## TASK DIRECTIONS
Repeat back every line of the data, exactly.

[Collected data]

[Start of section]

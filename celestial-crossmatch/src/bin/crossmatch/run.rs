//! `crossmatch run`: cross-match, Monte Carlo null, significance report

use crate::cli::{Cli, OutputFormat, RunArgs};
use anyhow::Context;
use celestial_crossmatch::{
    read_catalog_csv, sample_catalogs, write_matches, write_matches_csv, Analysis, AnalysisConfig,
    AnalysisReport, AnalysisSummary, Catalog, CatalogRole, HistogramBin, MatchRow,
};
use indicatif::{ProgressBar, ProgressStyle};
use serde::Serialize;
use std::io::{self, Write};
use std::sync::atomic::AtomicBool;

const HISTOGRAM_WIDTH: usize = 40;

#[derive(Serialize)]
struct JsonReport<'a> {
    summary: AnalysisSummary,
    matches: Vec<MatchRow<'a>>,
    histogram: Vec<HistogramBin>,
}

pub fn run(args: &RunArgs, _cli: &Cli) -> anyhow::Result<()> {
    let config = build_config(args)?;
    let analysis = Analysis::new(config).context("Invalid analysis configuration")?;
    let (primary, secondary) = load_catalogs(args)?;

    let pb = create_progress_bar(analysis.config().monte_carlo_iterations as u64);
    let report = analysis
        .run_with(&primary, &secondary, &AtomicBool::new(false), |_| pb.inc(1))
        .context("Analysis failed")?;
    pb.finish_and_clear();

    if let Some(path) = &args.output {
        write_matches_csv(path, &report.matches)
            .with_context(|| format!("Failed to write matches to {:?}", path))?;
    }

    match args.format {
        OutputFormat::Table => print_table(&report),
        OutputFormat::Json => print_json(&report),
        OutputFormat::Csv => {
            write_matches(io::stdout().lock(), &report.matches)?;
            Ok(())
        }
    }
}

fn build_config(args: &RunArgs) -> anyhow::Result<AnalysisConfig> {
    let mut config = match &args.config {
        Some(path) => AnalysisConfig::from_toml_file(path)
            .with_context(|| format!("Failed to load config {:?}", path))?,
        None => AnalysisConfig::default(),
    };
    if let Some(radius) = args.radius {
        config.search_radius_arcmin = radius;
    }
    if let Some(iterations) = args.iterations {
        config.monte_carlo_iterations = iterations;
    }
    if args.seed.is_some() {
        config.seed = args.seed;
    }
    if let Some(metric) = args.metric {
        config.null_metric = metric.into();
    }
    if let Some(strategy) = args.strategy {
        config.strategy = strategy.into();
    }
    if let Some(threads) = args.threads {
        config.threads = threads;
    }
    if let Some(bins) = args.bins {
        config.histogram_bins = bins;
    }
    Ok(config)
}

fn load_catalogs(args: &RunArgs) -> anyhow::Result<(Catalog, Catalog)> {
    if args.sample {
        let sample = sample_catalogs(args.sample_seed)?;
        log::info!(
            "using sample catalogs (seed {}, {} planted associations)",
            args.sample_seed,
            sample.planted.len()
        );
        return Ok((sample.primary, sample.secondary));
    }
    match (&args.primary, &args.secondary) {
        (Some(p), Some(s)) => {
            let primary = read_catalog_csv(p, CatalogRole::Primary)
                .with_context(|| format!("Failed to read primary catalog {:?}", p))?;
            let secondary = read_catalog_csv(s, CatalogRole::Secondary)
                .with_context(|| format!("Failed to read secondary catalog {:?}", s))?;
            Ok((primary, secondary))
        }
        _ => anyhow::bail!("Provide --primary and --secondary, or --sample"),
    }
}

fn create_progress_bar(total: u64) -> ProgressBar {
    let pb = ProgressBar::new(total);
    pb.set_style(
        ProgressStyle::default_bar()
            .template("{spinner:.green} Monte Carlo [{bar:40.cyan/blue}] {pos}/{len} ({eta})")
            .unwrap_or_else(|_| ProgressStyle::default_bar())
            .progress_chars("#>-"),
    );
    pb
}

fn print_table(report: &AnalysisReport) -> anyhow::Result<()> {
    let summary = report.summary();
    let mut out = io::stdout().lock();

    writeln!(out, "=== Cross-Match Results ===")?;
    writeln!(
        out,
        "Catalogs:        {} primary, {} secondary",
        summary.primary_size, summary.secondary_size
    )?;
    writeln!(
        out,
        "Search radius:   {} arcmin ({} strategy)",
        summary.search_radius_arcmin, summary.strategy
    )?;
    writeln!(out, "Matches found:   {}", summary.match_count)?;
    match summary.match_rate {
        Some(rate) => writeln!(out, "Match rate:      {:.1}%", rate * 100.0)?,
        None => writeln!(out, "Match rate:      n/a (empty primary catalog)")?,
    }
    writeln!(out)?;

    writeln!(out, "=== Statistical Significance ===")?;
    writeln!(
        out,
        "Iterations:      {} ({} metric, seed {})",
        summary.monte_carlo_iterations, summary.null_metric, summary.seed
    )?;
    writeln!(out, "P-value:         {:.2e}", summary.p_value)?;
    writeln!(
        out,
        "Significance:    {:.1} (-log10 p, max {:.1})",
        summary.significance, summary.max_significance
    )?;
    writeln!(
        out,
        "Expected:        {:.1} (closed form {:.2})",
        summary.null_mean, summary.expected_mean
    )?;
    writeln!(out, "Std deviation:   {:.1}", summary.null_std_dev)?;
    match summary.z_score {
        Some(z) => writeln!(out, "Z-score:         {:.2}", z)?,
        None => writeln!(out, "Z-score:         undefined (zero variance)")?,
    }
    writeln!(out, "Verdict:         {}", summary.verdict)?;
    writeln!(out)?;

    if !report.matches.is_empty() {
        writeln!(out, "=== Matches ===")?;
        writeln!(
            out,
            "{:<20} {:<20} {:>12}",
            "Primary", "Secondary", "Sep (arcmin)"
        )?;
        for m in &report.matches {
            writeln!(
                out,
                "{:<20} {:<20} {:>12.3}",
                m.primary_name(),
                m.secondary_name(),
                m.separation_arcmin()
            )?;
        }
        writeln!(out)?;
    }

    writeln!(out, "=== Null Distribution ===")?;
    let histogram = report.histogram()?;
    let peak = histogram.iter().map(|b| b.count).max().unwrap_or(0).max(1);
    let observed = summary.match_count as f64;
    for bin in &histogram {
        let bar = "#".repeat(bin.count * HISTOGRAM_WIDTH / peak);
        let marker = if (bin.lower..bin.upper).contains(&observed) {
            " <- observed"
        } else {
            ""
        };
        writeln!(
            out,
            "[{:>8.1}, {:>8.1}) {:>7} {}{}",
            bin.lower, bin.upper, bin.count, bar, marker
        )?;
    }
    if let Some(last) = histogram.last() {
        if observed >= last.upper {
            writeln!(out, "observed {} lies beyond every null sample", summary.match_count)?;
        }
    }
    Ok(())
}

fn print_json(report: &AnalysisReport) -> anyhow::Result<()> {
    let json = JsonReport {
        summary: report.summary(),
        matches: report.matches.iter().map(|m| m.to_row()).collect(),
        histogram: report.histogram()?,
    };
    let mut out = io::stdout().lock();
    serde_json::to_writer_pretty(&mut out, &json)?;
    writeln!(out)?;
    Ok(())
}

[End of section]

## YOUR SOLUTION
filename celestial-crossmatch/src/bin/crossmatch/run.rs
//! `crossmatch run`: cross-match, Monte Carlo null, significance report

use crate::cli::{Cli, OutputFormat, RunArgs};
use anyhow::Context;
use celestial_crossmatch::{
    read_catalog_csv, sample_catalogs, write_matches, write_matches_csv, Analysis, AnalysisConfig,
    AnalysisReport, AnalysisSummary, Catalog, CatalogRole, HistogramBin, MatchRow,
};
use indicatif::{ProgressBar, ProgressStyle};
use serde::Serialize;
use std::io::{self, Write};
use std::sync::atomic::AtomicBool;

const HISTOGRAM_WIDTH: usize = 40;

#[derive(Serialize)]
struct JsonReport<'a> {
    summary: AnalysisSummary,
    matches: Vec<MatchRow<'a>>,
    histogram: Vec<HistogramBin>,
}

pub fn run(args: &RunArgs, _cli: &Cli) -> anyhow::Result<()> {
    let config = build_config(args)?;
    let analysis = Analysis::new(config).context("Invalid analysis configuration")?;
    let (primary, secondary) = load_catalogs(args)?;

    let pb = create_progress_bar(analysis.config().monte_carlo_iterations as u64);
    let report = analysis
        .run_with(&primary, &secondary, &AtomicBool::new(false), |_| pb.inc(1))
        .context("Analysis failed")?;
    pb.finish_and_clear();

    if let Some(path) = &args.output {
        write_matches_csv(path, &report.matches)
            .with_context(|| format!("Failed to write matches to {:?}", path))?;
    }

    match args.format {
        OutputFormat::Table => print_table(&report),
        OutputFormat::Json => print_json(&report),
        OutputFormat::Csv => {
            write_matches(io::stdout().lock(), &report.matches)?;
            Ok(())
        }
    }
}

fn build_config(args: &RunArgs) -> anyhow::Result<AnalysisConfig> {
    let mut config = match &args.config {
        Some(path) => AnalysisConfig::from_toml_file(path)
            .with_context(|| format!("Failed to load config {:?}", path))?,
        None => AnalysisConfig::default(),
    };
    if let Some(radius) = args.radius {
        config.search_radius_arcmin = radius;
    }
    if let Some(iterations) = args.iterations {
        config.monte_carlo_iterations = iterations;
    }
    if args.seed.is_some() {
        config.seed = args.seed;
    }
    if let Some(metric) = args.metric {
        config.null_metric = metric.into();
    }
    if let Some(strategy) = args.strategy {
        config.strategy = strategy.into();
    }
    if let Some(threads) = args.threads {
        config.threads = threads;
    }
    if let Some(bins) = args.bins {
        config.histogram_bins = bins;
    }
    Ok(config)
}

fn load_catalogs(args: &RunArgs) -> anyhow::Result<(Catalog, Catalog)> {
    if args.sample {
        let sample = sample_catalogs(args.sample_seed)?;
        log::info!(
            "using sample catalogs (seed {}, {} planted associations)",
            args.sample_seed,
            sample.planted.len()
        );
        return Ok((sample.primary, sample.secondary));
    }
    match (&args.primary, &args.secondary) {
        (Some(p), Some(s)) => {
            let primary = read_catalog_csv(p, CatalogRole::Primary)
                .with_context(|| format!("Failed to read primary catalog {:?}", p))?;
            let secondary = read_catalog_csv(s, CatalogRole::Secondary)
                .with_context(|| format!("Failed to read secondary catalog {:?}", s))?;
            Ok((primary, secondary))
        }
        _ => anyhow::bail!("Provide --primary and --secondary, or --sample"),
    }
}

fn create_progress_bar(total: u64) -> ProgressBar {
    let pb = ProgressBar::new(total);
    pb.set_style(
        ProgressStyle::default_bar()
            .template("{spinner:.green} Monte Carlo [{bar:40.cyan/blue}] {pos}/{len} ({eta})")
            .unwrap_or_else(|_| ProgressStyle::default_bar())
            .progress_chars("#>-"),
    );
    pb
}

fn print_table(report: &AnalysisReport) -> anyhow::Result<()> {
    let summary = report.summary();
    let mut out = io::stdout().lock();

    writeln!(out, "=== Cross-Match Results ===")?;
    writeln!(
        out,
        "Catalogs:        {} primary, {} secondary",
        summary.primary_size, summary.secondary_size
    )?;
    writeln!(
        out,
        "Search radius:   {} arcmin ({} strategy)",
        summary.search_radius_arcmin, summary.strategy
    )?;
    writeln!(out, "Matches found:   {}", summary.match_count)?;
    match summary.match_rate {
        Some(rate) => writeln!(out, "Match rate:      {:.1}%", rate * 100.0)?,
        None => writeln!(out, "Match rate:      n/a (empty primary catalog)")?,
    }
    writeln!(out)?;

    writeln!(out, "=== Statistical Significance ===")?;
    writeln!(
        out,
        "Iterations:      {} ({} metric, seed {})",
        summary.monte_carlo_iterations, summary.null_metric, summary.seed
    )?;
    writeln!(out, "P-value:         {:.2e}", summary.p_value)?;
    writeln!(
        out,
        "Significance:    {:.1} (-log10 p, max {:.1})",
        summary.significance, summary.max_significance
    )?;
    writeln!(
        out,
        "Expected:        {:.1} (closed form {:.2})",
        summary.null_mean, summary.expected_mean
    )?;
    writeln!(out, "Std deviation:   {:.1}", summary.null_std_dev)?;
    match summary.z_score {
        Some(z) => writeln!(out, "Z-score:         {:.2}", z)?,
        None => writeln!(out, "Z-score:         undefined (zero variance)")?,
    }
    writeln!(out, "Verdict:         {}", summary.verdict)?;
    writeln!(out)?;

    if !report.matches.is_empty() {
        writeln!(out, "=== Matches ===")?;
        writeln!(
            out,
            "{:<20} {:<20} {:>12}",
            "Primary", "Secondary", "Sep (arcmin)"
        )?;
        for m in &report.matches {
            writeln!(
                out,
                "{:<20} {:<20} {:>12.3}",
                m.primary_name(),
                m.secondary_name(),
                m.separation_arcmin()
            )?;
        }
        writeln!(out)?;
    }

    writeln!(out, "=== Null Distribution ===")?;
    let histogram = report.histogram()?;
    let peak = histogram.iter().map(|b| b.count).max().unwrap_or(0).max(1);
    let observed = summary.match_count as f64;
    for bin in &histogram {
        let bar = "#".repeat(bin.count * HISTOGRAM_WIDTH / peak);
        let marker = if (bin.lower..bin.upper).contains(&observed) {
            " <- observed"
        } else {
            ""
        };
        writeln!(
            out,
            "[{:>8.1}, {:>8.1}) {:>7} {}{}",
            bin.lower, bin.upper, bin.count, bar, marker
        )?;
    }
    if let Some(last) = histogram.last() {
        if observed >= last.upper {
            writeln!(out, "observed {} lies beyond every null sample", summary.match_count)?;
        }
    }
    Ok(())
}

fn print_json(report: &AnalysisReport) -> anyhow::Result<()> {
    let json = JsonReport {
        summary: report.summary(),
        matches: report.matches.iter().map(|m| m.to_row()).collect(),
        histogram: report.histogram()?,
    };
    let mut out = io::stdout().lock();
    serde_json::to_writer_pretty(&mut out, &json)?;
    writeln!(out)?;
    Ok(())
}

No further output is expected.